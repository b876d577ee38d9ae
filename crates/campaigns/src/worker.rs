//! Campaign delivery.
//!
//! Submissions are persisted and either started right away or armed on a
//! timer. A discovery loop picks up anything left Pending (or Scheduled and
//! due) that this process is not already delivering, which also covers
//! campaigns submitted before a restart.

use std::{sync::Arc, time::Duration};

use {
    bulkwa_common::{Campaign, CampaignStatus, MediaRef, MessageSender, SendError},
    bulkwa_store::CampaignStore,
    chrono::{DateTime, Utc},
    tokio::time::MissedTickBehavior,
    tokio_util::{sync::CancellationToken, task::TaskTracker},
    tracing::{Instrument, debug, info, info_span, warn},
};

#[cfg(feature = "metrics")]
use bulkwa_metrics::{counter, names::campaigns as campaign_metrics};

use crate::{
    active::ActiveCampaigns,
    config::CampaignConfig,
    error::{CampaignError, Result},
    progress, recipients,
};

/// A campaign as submitted by a caller.
#[derive(Debug, Clone, Default)]
pub struct NewCampaign {
    /// Caller-chosen id; generated when absent.
    pub id: Option<String>,
    pub account_id: String,
    pub recipients: serde_json::Value,
    pub body: String,
    pub media_ref: Option<String>,
    pub pacing_ms: Option<u64>,
    pub schedule_at: Option<DateTime<Utc>>,
}

/// How a delivery run ended.
enum Delivery {
    Finished { sent: u32, failed: u32, total: usize },
    /// Shutdown interrupted the run; the campaign goes back to Pending.
    Interrupted,
}

#[derive(Clone)]
pub struct CampaignWorker {
    inner: Arc<Inner>,
}

struct Inner {
    store: Arc<dyn CampaignStore>,
    sender: Arc<dyn MessageSender>,
    active: ActiveCampaigns,
    config: CampaignConfig,
    shutdown: CancellationToken,
    tasks: TaskTracker,
}

impl CampaignWorker {
    pub fn new(
        store: Arc<dyn CampaignStore>,
        sender: Arc<dyn MessageSender>,
        active: ActiveCampaigns,
        config: CampaignConfig,
    ) -> Self {
        Self {
            inner: Arc::new(Inner {
                store,
                sender,
                active,
                config,
                shutdown: CancellationToken::new(),
                tasks: TaskTracker::new(),
            }),
        }
    }

    pub fn active(&self) -> &ActiveCampaigns {
        &self.inner.active
    }

    /// Persist a campaign and schedule its delivery. Does not wait for any
    /// message to be sent.
    pub async fn submit(&self, new: NewCampaign) -> Result<Campaign> {
        if new.account_id.trim().is_empty() {
            return Err(CampaignError::Invalid("account id is required".into()));
        }
        if new.body.trim().is_empty() && new.media_ref.is_none() {
            return Err(CampaignError::Invalid(
                "a message body or media is required".into(),
            ));
        }

        let now = Utc::now();
        let schedule_at = new.schedule_at.filter(|at| *at > now);
        let campaign = Campaign {
            id: new
                .id
                .filter(|id| !id.trim().is_empty())
                .unwrap_or_else(|| uuid::Uuid::new_v4().to_string()),
            account_id: new.account_id,
            recipients: new.recipients,
            body: new.body,
            media_ref: new.media_ref,
            pacing_ms: new.pacing_ms.unwrap_or(self.inner.config.default_pacing_ms),
            schedule_at: new.schedule_at,
            status: if schedule_at.is_some() {
                CampaignStatus::Scheduled
            } else {
                CampaignStatus::Pending
            },
            sent_count: 0,
            failed_count: 0,
            progress: 0,
            started_at: None,
            completed_at: None,
            last_error: None,
            created_at: now,
        };
        self.inner.store.insert_campaign(&campaign).await?;
        info!(
            campaign_id = %campaign.id,
            account_id = %campaign.account_id,
            status = %campaign.status,
            "campaign submitted"
        );

        match schedule_at {
            Some(at) => self.arm_timer(campaign.id.clone(), at),
            None => {
                self.spawn_delivery(campaign.id.clone());
            },
        }
        Ok(campaign)
    }

    pub async fn campaign(&self, id: &str) -> Result<Option<Campaign>> {
        Ok(self.inner.store.get_campaign(id).await?)
    }

    /// Requeue campaigns a previous process left Processing and start the
    /// discovery loop.
    pub async fn start(&self) -> Result<()> {
        let requeued = self.inner.store.requeue_interrupted().await?;
        if requeued > 0 {
            info!(requeued, "requeued interrupted campaigns");
        }
        let worker = self.clone();
        self.inner.tasks.spawn(async move { worker.discovery_loop().await });
        info!(
            poll_interval_secs = self.inner.config.poll_interval().as_secs(),
            "campaign worker started"
        );
        Ok(())
    }

    /// Start delivery of every Pending or due Scheduled campaign that is not
    /// already active. Returns how many were started.
    pub async fn discover(&self) -> Result<usize> {
        let limit = self.inner.config.page_size;
        let mut found = self.inner.store.list_pending(limit).await?;
        found.extend(
            self.inner
                .store
                .list_due_scheduled(Utc::now(), limit)
                .await?,
        );

        let mut started = 0;
        for campaign in found {
            if self.inner.active.contains(&campaign.id) {
                continue;
            }
            if self.spawn_delivery(campaign.id) {
                started += 1;
            }
        }
        if started > 0 {
            debug!(started, "discovered campaigns");
        }
        Ok(started)
    }

    /// Stop discovery and timers, let running deliveries reach a safe point
    /// and wait for them.
    pub async fn shutdown(&self) {
        self.inner.shutdown.cancel();
        self.inner.tasks.close();
        self.inner.tasks.wait().await;
        info!("campaign worker stopped");
    }

    async fn discovery_loop(self) {
        let mut interval = tokio::time::interval(self.inner.config.poll_interval());
        interval.set_missed_tick_behavior(MissedTickBehavior::Delay);
        loop {
            tokio::select! {
                _ = self.inner.shutdown.cancelled() => {
                    debug!("campaign discovery stopped");
                    return;
                },
                _ = interval.tick() => {},
            }
            if let Err(e) = self.discover().await {
                warn!(error = %e, "campaign discovery failed");
            }
        }
    }

    fn arm_timer(&self, id: String, at: DateTime<Utc>) {
        let delay = (at - Utc::now()).to_std().unwrap_or_default();
        debug!(campaign_id = %id, delay_secs = delay.as_secs(), "campaign timer armed");
        let worker = self.clone();
        self.inner.tasks.spawn(async move {
            tokio::select! {
                _ = worker.inner.shutdown.cancelled() => {},
                _ = tokio::time::sleep(delay) => {
                    worker.spawn_delivery(id);
                },
            }
        });
    }

    /// Spawn a delivery task unless the campaign is already active.
    fn spawn_delivery(&self, id: String) -> bool {
        if self.inner.shutdown.is_cancelled() {
            return false;
        }
        let Some(guard) = self.inner.active.try_acquire(&id) else {
            debug!(campaign_id = %id, "campaign already active");
            return false;
        };
        let inner = Arc::clone(&self.inner);
        let span = info_span!("campaign", campaign_id = %id);
        self.inner.tasks.spawn(
            async move {
                let _active = guard;
                inner.process(&id).await;
            }
            .instrument(span),
        );
        true
    }
}

impl Inner {
    async fn process(&self, id: &str) {
        let campaign = match self.store.claim_campaign(id, Utc::now()).await {
            Ok(Some(campaign)) => campaign,
            Ok(None) => {
                debug!("campaign not claimable");
                return;
            },
            Err(e) => {
                self.fail(id, &CampaignError::from(e)).await;
                return;
            },
        };

        #[cfg(feature = "metrics")]
        counter!(campaign_metrics::STARTED).increment(1);
        info!(
            account_id = %campaign.account_id,
            resume_at = campaign.attempted(),
            "campaign processing"
        );

        match self.deliver(&campaign).await {
            Ok(Delivery::Finished {
                sent,
                failed,
                total,
            }) => {
                let result = self
                    .store
                    .complete_campaign(id, sent, failed, progress::percent(total, total), Utc::now())
                    .await;
                if let Err(e) = result {
                    warn!(error = %e, "failed to mark campaign completed");
                }
                #[cfg(feature = "metrics")]
                counter!(campaign_metrics::COMPLETED).increment(1);
                info!(sent, failed, "campaign completed");
            },
            Ok(Delivery::Interrupted) => {
                if let Err(e) = self.store.release_campaign(id).await {
                    warn!(error = %e, "failed to release interrupted campaign");
                }
                info!("campaign paused for shutdown");
            },
            Err(e) => self.fail(id, &e).await,
        }
    }

    async fn deliver(&self, campaign: &Campaign) -> Result<Delivery> {
        let recipients = recipients::parse(&campaign.recipients)?;
        let total = recipients.len();
        let resume_at = campaign.attempted().min(total);

        if self.config.require_connected_session
            && resume_at < total
            && !self.sender.is_connected(&campaign.account_id).await
        {
            return Err(CampaignError::NotConnected);
        }

        let pacing = Duration::from_millis(campaign.pacing_ms);
        let default_media = campaign.media_ref.as_deref().map(MediaRef::from_url);
        let mut sent = campaign.sent_count;
        let mut failed = campaign.failed_count;

        for (index, recipient) in recipients.iter().enumerate().skip(resume_at) {
            if index > resume_at {
                tokio::select! {
                    _ = self.shutdown.cancelled() => return Ok(Delivery::Interrupted),
                    _ = tokio::time::sleep(pacing) => {},
                }
            } else if self.shutdown.is_cancelled() {
                return Ok(Delivery::Interrupted);
            }

            let body = recipient.render_body(&campaign.body);
            let media = recipient
                .media
                .as_deref()
                .map(MediaRef::from_url)
                .or_else(|| default_media.clone());
            let result = match recipient.address.as_deref() {
                Some(address) => {
                    self.sender
                        .send(&campaign.account_id, address, &body, media.as_ref())
                        .await
                },
                None => Err(SendError::InvalidAddress("recipient has no address".into())),
            };
            match result {
                Ok(receipt) => {
                    sent += 1;
                    debug!(index, to = %receipt.to, "recipient sent");
                },
                Err(e) => {
                    failed += 1;
                    warn!(index, error = %e, "recipient failed");
                },
            }

            let percent = progress::percent(index + 1, total);
            if let Err(e) = self
                .store
                .record_progress(&campaign.id, sent, failed, percent)
                .await
            {
                warn!(error = %e, "failed to record campaign progress");
            }
        }

        Ok(Delivery::Finished {
            sent,
            failed,
            total,
        })
    }

    async fn fail(&self, id: &str, error: &CampaignError) {
        #[cfg(feature = "metrics")]
        counter!(campaign_metrics::FAILED).increment(1);
        warn!(error = %error, "campaign failed");
        if let Err(e) = self
            .store
            .fail_campaign(id, &error.to_string(), Utc::now())
            .await
        {
            warn!(error = %e, "failed to mark campaign failed");
        }
    }
}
-----
- _EXERCISE REQUIREMENTS_
Your task is to copy each line from the material above that includes the word "limit".

- _PROBLEM SOLUTION_
        let limit = self.inner.config.page_size;
        let mut found = self.inner.store.list_pending(limit).await?;
                .list_due_scheduled(Utc::now(), limit)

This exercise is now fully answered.